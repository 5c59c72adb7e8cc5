//! `md2adf confluence page` command implementation.

use clap::Args;
use md2adf_confluence::{Attachment, Page};
use md2adf_jira::format_file_size;

use super::ConfluenceContext;
use crate::error::CliError;

/// Arguments for the confluence page command.
#[derive(Args)]
pub(crate) struct PageArgs {
    /// Page ID.
    id: String,
}

impl PageArgs {
    pub(crate) fn execute(self, ctx: &ConfluenceContext) -> Result<(), CliError> {
        let output = &ctx.output;
        let page = ctx.client.get_page(&self.id)?;

        for line in page_lines(&page) {
            output.data(&line)?;
        }
        if let Some(url) = ctx.client.page_url(&page) {
            output.data(&format!("  URL:     {url}"))?;
        }

        match ctx.client.get_attachments(&page.id) {
            Ok(attachments) if !attachments.is_empty() => {
                output.data("")?;
                output.data(&format!("Attachments ({}):", attachments.len()))?;
                for attachment in &attachments {
                    output.data(&attachment_line(attachment))?;
                }
            }
            Ok(_) => {}
            Err(err) => output.warning(&format!("Could not list attachments: {err}")),
        }

        match page.storage() {
            Some(storage) if !storage.is_empty() => {
                output.data("")?;
                output.data(storage)?;
            }
            _ => output.muted("\n(no content)"),
        }
        Ok(())
    }
}

/// Summary lines of a page.
fn page_lines(page: &Page) -> Vec<String> {
    let mut lines = vec![
        format!("{}: {}", page.id, page.title),
        format!("  Version: {}", page.version_number()),
    ];
    if let Some(status) = &page.status {
        lines.push(format!("  Status:  {status}"));
    }
    if let Some(space_id) = &page.space_id {
        lines.push(format!("  Space:   {space_id}"));
    }
    lines
}

fn attachment_line(attachment: &Attachment) -> String {
    format!(
        "  - {} (ID: {}, {}, {})",
        attachment.title,
        attachment.id,
        attachment.media_type(),
        format_file_size(attachment.file_size())
    )
}

#[cfg(test)]
mod tests {
    use pretty_assertions::assert_eq;

    use super::*;

    #[test]
    fn test_page_lines() {
        let page: Page = serde_json::from_str(
            r#"{"id": "42", "title": "Runbook", "status": "current",
                "spaceId": "9", "version": {"number": 3}}"#,
        )
        .unwrap();

        assert_eq!(
            page_lines(&page),
            vec![
                "42: Runbook",
                "  Version: 3",
                "  Status:  current",
                "  Space:   9",
            ]
        );
    }

    #[test]
    fn test_attachment_line() {
        let attachment: Attachment = serde_json::from_str(
            r#"{"id": "att7", "title": "chart.png",
                "extensions": {"mediaType": "image/png", "fileSize": 2048}}"#,
        )
        .unwrap();

        assert_eq!(
            attachment_line(&attachment),
            "  - chart.png (ID: att7, image/png, 2.0 KB)"
        );
    }
}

********************

INSTRUCTIONS FOR THE TASK: Filter the records above, keeping each line that contains the word "self".

RESPONSE:
    pub(crate) fn execute(self, ctx: &ConfluenceContext) -> Result<(), CliError> {
        let page = ctx.client.get_page(&self.id)?;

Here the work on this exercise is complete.